Il va falloir trés sérieusement unir les forces disparates qui se réclament de la visée communiste si l’on veut avoir une chance d’influer sur la période qui s’annonce.
Autre réflexion : l’écologisme comme idéologie compatible avec le capitalisme en crise. Les deux ont un intérêt commun : se débarasser des producteurs qui pour les écolos sont des pollueurs qui ne pensent qu’à consommer, pour les autres des producteurs trop cher payés pour les profits attendus.

29/03/2020 10:19 par François de Marseille

Depuis quelque temps (sarkozy environ) , les décision politique nécessitent un etat policier fort pour stopper la grogne. Combien de temps la police pourra t-elle tenir après le covid19 me semble être le seul éléments susceptible de faire pencher la balance.
Et l’élection ? A part sur LGS, je ne connaîs personne qui y croît.

29/03/2020 13:48 par Xiao Pignouf

@François,
je ne crois pas que les gens qui fréquentent le GS croient davantage qu’ailleurs aux élections... c’est juste qu’un peu d’espoir fait vivre.

Et jusqu’à preuve du contraire, refuser les élections, aussi honorable que ça soit, ne change rien à la donne. Nous avons un président élu avec moins de 20% du corps électoral et dont l’illégitimité qui découle de ce rejet massif devrait pousser à l’humilité mais qui pourtant s’avère être le plus brutal et le plus incapable qu’on ait jamais eu dans la Cinquième, sans qu’il montre une once de prise de conscience ou pire, de remord...
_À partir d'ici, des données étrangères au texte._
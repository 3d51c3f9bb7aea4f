// SPDX-License-Identifier: Apache-2.0

//! An in-memory [`Reader`] that hands out a document in pieces.
//!
//! Pulling a few bytes at a time makes a streaming [`Cursor`](crate::Cursor)
//! refill its window at every offset, which is how the streaming tests shake
//! out boundary bugs in annotations, escapes and numbers.
//!
//! ```rust
//! use tyson::{ChunkReader, Cursor, ValueKind};
//!
//! let doc = br#"("point") {"x": 1, "y": 2}"#;
//! let mut cursor = Cursor::from_reader(ChunkReader::new(doc, 3));
//! assert_eq!(cursor.what_is_next().unwrap(), ValueKind::UserDefinedObject);
//! assert_eq!(cursor.recover_type_name().unwrap(), "point");
//! ```

use core::convert::Infallible;

use crate::Reader;

/// A [`Reader`] over a byte slice, delivering at most `chunk_size` bytes per pull.
#[derive(Debug, Clone)]
pub struct ChunkReader<'a> {
    rest: &'a [u8],
    chunk_size: usize,
    pulls: usize,
}

impl<'a> ChunkReader<'a> {
    /// A chunk size of 0 is treated as 1.
    pub fn new(data: &'a [u8], chunk_size: usize) -> Self {
        Self {
            rest: data,
            chunk_size: chunk_size.max(1),
            pulls: 0,
        }
    }

    /// Deliver as much as the cursor's window can take on every pull.
    pub fn full_slice(data: &'a [u8]) -> Self {
        Self::new(data, usize::MAX)
    }

    /// Bytes not yet delivered.
    pub fn remaining(&self) -> &'a [u8] {
        self.rest
    }

    /// How many times the reader was asked for data, end-of-stream included.
    pub fn pulls(&self) -> usize {
        self.pulls
    }
}

impl Reader for ChunkReader<'_> {
    type Error = Infallible;

    fn read(&mut self, buf: &mut [u8]) -> Result<usize, Self::Error> {
        self.pulls += 1;
        let count = self.rest.len().min(buf.len()).min(self.chunk_size);
        let (chunk, rest) = self.rest.split_at(count);
        if let Some(dest) = buf.get_mut(..count) {
            dest.copy_from_slice(chunk);
        }
        self.rest = rest;
        Ok(count)
    }
}

#[cfg(test)]
mod tests {
    use super::*;
    use crate::{Cursor, CursorConfig};

    fn pull_all(reader: &mut ChunkReader<'_>, buf_len: usize) -> Vec<Vec<u8>> {
        let mut buf = vec![0u8; buf_len];
        let mut pieces = Vec::new();
        loop {
            let count = reader.read(&mut buf).unwrap();
            if count == 0 {
                return pieces;
            }
            pieces.push(buf[..count].to_vec());
        }
    }

    #[test]
    fn test_chunks_are_capped() {
        let mut reader = ChunkReader::new(br#"("t") [1]"#, 4);
        let pieces = pull_all(&mut reader, 16);
        assert_eq!(pieces, [&b"(\"t\""[..], b") [1", b"]"]);
        assert_eq!(reader.pulls(), 4);
        assert!(reader.remaining().is_empty());
    }

    #[test]
    fn test_window_caps_the_chunk() {
        let mut reader = ChunkReader::new(b"true", 10);
        assert_eq!(pull_all(&mut reader, 3), [&b"tru"[..], b"e"]);
    }

    #[test]
    fn test_full_slice() {
        let mut reader = ChunkReader::full_slice(b"[1, 2]");
        assert_eq!(pull_all(&mut reader, 64), [b"[1, 2]"]);

        let mut reader = ChunkReader::full_slice(b"");
        assert!(pull_all(&mut reader, 8).is_empty());
        assert_eq!(reader.pulls(), 1);
    }

    #[test]
    fn test_zero_chunk_size_is_one() {
        let mut reader = ChunkReader::new(b"null", 0);
        assert_eq!(pull_all(&mut reader, 8).len(), 4);
    }

    #[test]
    fn test_cursor_stops_pulling_at_end() {
        let mut reader = ChunkReader::new(b"[true, false]", 2);
        let config = CursorConfig::new().with_buffer_size(4);
        {
            let mut cursor = Cursor::with_config(&mut reader, config);
            cursor.skip().unwrap();
            cursor.expect_end().unwrap();
            cursor.expect_end().unwrap();
        }
        // Seven chunks of data and one end-of-stream answer
        assert_eq!(reader.pulls(), 8);
    }
}
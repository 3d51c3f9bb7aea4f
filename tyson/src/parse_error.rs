// SPDX-License-Identifier: Apache-2.0

use crate::stream_buffer::StreamBufferError;

/// Number of bytes of left context captured in a [`ParseError`].
pub const PEEK_LEN: usize = 10;

/// Caller-contract violations. These indicate a bug in the code driving the
/// cursor, not malformed input.
#[derive(Debug, Clone, Copy, PartialEq, Eq)]
pub enum UnexpectedState {
    /// `unread_byte` was called at the start of the window.
    UnreadPastStart,
    /// A mark refers to bytes that were already compacted out of the window.
    MarkDiscarded,
    /// A slice was requested outside the valid part of the window.
    InvalidSliceBounds,
}

/// What went wrong, without positional context.
#[derive(Debug, Clone, Copy, PartialEq, Eq)]
pub enum ErrorKind {
    /// Input exhausted where a byte was required.
    UnexpectedEnd,
    /// The bytes at the current position match no grammar alternative.
    UnexpectedToken,
    /// A type annotation is missing a delimiter or its quoted name.
    MalformedTypeDeclaration,
    /// A built-in type annotation disagrees with the literal that follows it.
    TypeMismatch,
    /// A number does not fit the requested width.
    Overflow,
    /// The cursor was driven in a way its contract forbids.
    InternalInconsistency(UnexpectedState),
    /// Input ended inside a quoted string.
    UnterminatedString,
    /// A number lexeme is empty or not a valid number.
    InvalidNumber,
    /// Invalid escape sequence character.
    InvalidEscapeSequence,
    /// Invalid hex digits in Unicode escape sequence.
    InvalidUnicodeHex,
    /// Valid hex but invalid Unicode codepoint (e.g. a lone surrogate).
    InvalidUnicodeCodepoint,
    /// Decoded string content is not valid UTF-8.
    InvalidUtf8,
    /// Error from the underlying reader (I/O error, not end-of-stream)
    ReaderError,
    /// The window would have to grow past the configured maximum.
    BufferCapacityExceeded,
    /// Arrays/objects nest deeper than the configured maximum.
    NestingTooDeep,
}

impl From<StreamBufferError> for ErrorKind {
    fn from(err: StreamBufferError) -> Self {
        match err {
            StreamBufferError::Drained => ErrorKind::UnexpectedEnd,
            StreamBufferError::CannotGrow => ErrorKind::BufferCapacityExceeded,
            StreamBufferError::UnreadPastStart => {
                ErrorKind::InternalInconsistency(UnexpectedState::UnreadPastStart)
            }
            StreamBufferError::OutOfBounds => {
                ErrorKind::InternalInconsistency(UnexpectedState::InvalidSliceBounds)
            }
        }
    }
}

impl From<UnexpectedState> for ErrorKind {
    fn from(state: UnexpectedState) -> Self {
        ErrorKind::InternalInconsistency(state)
    }
}

impl From<core::str::Utf8Error> for ErrorKind {
    fn from(_: core::str::Utf8Error) -> Self {
        ErrorKind::InvalidUtf8
    }
}

impl core::fmt::Display for ErrorKind {
    fn fmt(&self, f: &mut core::fmt::Formatter<'_>) -> core::fmt::Result {
        match self {
            ErrorKind::InternalInconsistency(state) => write!(f, "InternalInconsistency({state:?})"),
            _ => write!(f, "{self:?}"),
        }
    }
}

/// Errors that can occur while reading from a [`Cursor`](crate::Cursor).
///
/// Every error carries the operation that failed, the absolute stream offset
/// of the read position and up to [`PEEK_LEN`] bytes that precede it.
#[derive(Debug, Clone, PartialEq, Eq)]
pub struct ParseError {
    kind: ErrorKind,
    operation: &'static str,
    position: usize,
    peek: [u8; PEEK_LEN],
    peek_len: u8,
}

impl ParseError {
    pub(crate) fn new(
        kind: ErrorKind,
        operation: &'static str,
        position: usize,
        context: &[u8],
    ) -> Self {
        let mut peek = [0u8; PEEK_LEN];
        // Keep the bytes closest to the read position
        let context = context
            .get(context.len().saturating_sub(PEEK_LEN)..)
            .unwrap_or_default();
        for (slot, byte) in peek.iter_mut().zip(context) {
            *slot = *byte;
        }
        Self {
            kind,
            operation,
            position,
            peek,
            peek_len: context.len() as u8,
        }
    }

    pub fn kind(&self) -> ErrorKind {
        self.kind
    }

    /// Name of the cursor operation that failed.
    pub fn operation(&self) -> &'static str {
        self.operation
    }

    /// Absolute offset of the read position when the error was raised.
    pub fn position(&self) -> usize {
        self.position
    }

    /// The bytes immediately before the read position.
    pub fn peek(&self) -> &[u8] {
        self.peek.get(..self.peek_len as usize).unwrap_or_default()
    }
}

impl core::fmt::Display for ParseError {
    fn fmt(&self, f: &mut core::fmt::Formatter<'_>) -> core::fmt::Result {
        write!(
            f,
            "{}: {}, head: {}, peek: ",
            self.operation, self.kind, self.position
        )?;
        for byte in self.peek() {
            for c in core::ascii::escape_default(*byte) {
                write!(f, "{}", c as char)?;
            }
        }
        Ok(())
    }
}

#[cfg(feature = "std")]
impl std::error::Error for ParseError {}
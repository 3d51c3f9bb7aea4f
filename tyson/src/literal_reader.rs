// SPDX-License-Identifier: Apache-2.0

use crate::{Cursor, ErrorKind, ParseError, Reader, ValueKind};

impl<R: Reader> Cursor<R> {
    /// Read `true` or `false`.
    ///
    /// Only the first byte is checked. The quoted forms `"true"` and
    /// `"false"` are accepted as well.
    pub fn read_boolean(&mut self) -> Result<bool, ParseError> {
        const OP: &str = "read_boolean";
        match self.next_token(OP)? {
            b't' => {
                self.skip_fixed_bytes(3, OP)?;
                Ok(true)
            }
            b'f' => {
                self.skip_fixed_bytes(4, OP)?;
                Ok(false)
            }
            b'"' => {
                self.scratch.clear();
                self.read_string_body(OP)?;
                match self.scratch.as_slice() {
                    b"true" => Ok(true),
                    b"false" => Ok(false),
                    _ => Err(self.report_error(OP, ErrorKind::UnexpectedToken)),
                }
            }
            _ => Err(self.report_error(OP, ErrorKind::UnexpectedToken)),
        }
    }

    /// Consume a `null` if one is next.
    ///
    /// Returns `false` and leaves the cursor where it was when the next value
    /// is anything else. A quoted `"null"` counts as null.
    pub fn read_null(&mut self) -> Result<bool, ParseError> {
        const OP: &str = "read_null";
        match self.next_token(OP)? {
            b'n' => {
                self.skip_fixed_bytes(3, OP)?;
                Ok(true)
            }
            b'"' => {
                self.unread_byte()?;
                let start = self.mark();
                self.retaining(start, |cursor| {
                    cursor.next_token(OP)?;
                    cursor.scratch.clear();
                    cursor.read_string_body(OP)?;
                    if cursor.scratch == b"null" {
                        return Ok(true);
                    }
                    cursor.rewind_to(start)?;
                    Ok(false)
                })
            }
            _ => {
                self.unread_byte()?;
                Ok(false)
            }
        }
    }

    /// Read the text of the next atomic value.
    ///
    /// Strings are decoded, numbers keep their exact text, booleans and null
    /// come back as their keywords and a bare word is returned as written.
    /// An annotation in front of the value is resolved and dropped.
    pub fn read_literal(&mut self) -> Result<&str, ParseError> {
        const OP: &str = "read_literal";
        match self.what_is_next()? {
            ValueKind::String => self.read_string(),
            ValueKind::Number => self.read_number_str(),
            ValueKind::Boolean => Ok(if self.read_boolean()? { "true" } else { "false" }),
            ValueKind::Null => {
                if self.read_null()? {
                    Ok("null")
                } else {
                    Err(self.report_error(OP, ErrorKind::UnexpectedToken))
                }
            }
            ValueKind::UserDefinedAtomic => self.read_literal(),
            ValueKind::Invalid => self.read_unquoted_literal(),
            ValueKind::Array
            | ValueKind::Object
            | ValueKind::UserDefinedArray
            | ValueKind::UserDefinedObject => {
                Err(self.report_error(OP, ErrorKind::UnexpectedToken))
            }
        }
    }
}

#[cfg(test)]
mod tests {
    use crate::{Cursor, ErrorKind};
    use test_log::test;

    #[test]
    fn test_booleans() {
        let mut cursor = Cursor::from_bytes(r#"true false "true" "false""#);
        assert!(cursor.read_boolean().unwrap());
        assert!(!cursor.read_boolean().unwrap());
        assert!(cursor.read_boolean().unwrap());
        assert!(!cursor.read_boolean().unwrap());
        cursor.expect_end().unwrap();
    }

    #[test]
    fn test_boolean_errors() {
        let mut cursor = Cursor::from_bytes("1");
        assert_eq!(
            cursor.read_boolean().unwrap_err().kind(),
            ErrorKind::UnexpectedToken
        );
        let mut cursor = Cursor::from_bytes(r#""yes""#);
        assert_eq!(
            cursor.read_boolean().unwrap_err().kind(),
            ErrorKind::UnexpectedToken
        );
        let mut cursor = Cursor::from_bytes("tr");
        assert_eq!(
            cursor.read_boolean().unwrap_err().kind(),
            ErrorKind::UnexpectedEnd
        );
    }

    #[test]
    fn test_null() {
        let mut cursor = Cursor::from_bytes(r#"null "null" 5"#);
        assert!(cursor.read_null().unwrap());
        assert!(cursor.read_null().unwrap());
        assert!(!cursor.read_null().unwrap());
        assert_eq!(cursor.read_i32().unwrap(), 5);
    }

    #[test]
    fn test_null_leaves_other_strings_unread() {
        let mut cursor = Cursor::from_bytes(r#"  "nothing""#);
        assert!(!cursor.read_null().unwrap());
        assert_eq!(cursor.read_string().unwrap(), "nothing");
    }

    #[test]
    fn test_read_literal() {
        let mut cursor = Cursor::from_bytes(r#""a\nb" -1.5e3 true null bare"#);
        assert_eq!(cursor.read_literal().unwrap(), "a\nb");
        assert_eq!(cursor.read_literal().unwrap(), "-1.5e3");
        assert_eq!(cursor.read_literal().unwrap(), "true");
        assert_eq!(cursor.read_literal().unwrap(), "null");
        assert_eq!(cursor.read_literal().unwrap(), "bare");
    }

    #[test]
    fn test_read_literal_under_annotation() {
        let mut cursor = Cursor::from_bytes(r#"("my-atomic") "hello" ("integer") "2""#);
        assert_eq!(cursor.read_literal().unwrap(), "hello");
        assert_eq!(cursor.read_literal().unwrap(), "2");
    }

    #[test]
    fn test_read_literal_rejects_containers() {
        let mut cursor = Cursor::from_bytes("[1]");
        assert_eq!(
            cursor.read_literal().unwrap_err().kind(),
            ErrorKind::UnexpectedToken
        );
    }
}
29/03/2020 14:54 par Assimbonanga

Ne pas croire aux élections ? Ben si : Macron a été élu. Trump aussi. Le pape aussi. Par contre le Dalaï Lama non. Quant à la convention citoyenne pour le climat, elle a été tirée au sort par Harris Interactive.
Au final, c’est toujours un coup du sort...

29/03/2020 18:50 par François de Marseille

@ Assimbonanga "Ne pas croire aux élections ? Ben si : Macron a été élu. "

On est bien d’accord.

29/03/2020 19:39 par babelouest

@ François de Marseille, @ Assimbonanga

J’espère que vous avez compris que le jupiter de quart (ou de trente-deuxième vu le niveau) n’a été élu que par les banquiers, le reste n’étant que du tripatouillage de chiffres au niveau du Sinistère.... quand on sait que dans de nombreuses petites communes il n’avait même pas 5%....

30/03/2020 11:12 par Assimbonanga

@babelouest, en douterais-tu ? Si c’est le cas, je ferais mieux d’arrêter de m’exciter sur des com à la con... A quoi servons-nous et nos battements d’aile de papillon ? Pas à grand chose.
Les personnes âgées écoutent les informations à la télé, au JT du soir, et les croient. Las... Macron est un super président qui fait bon effet.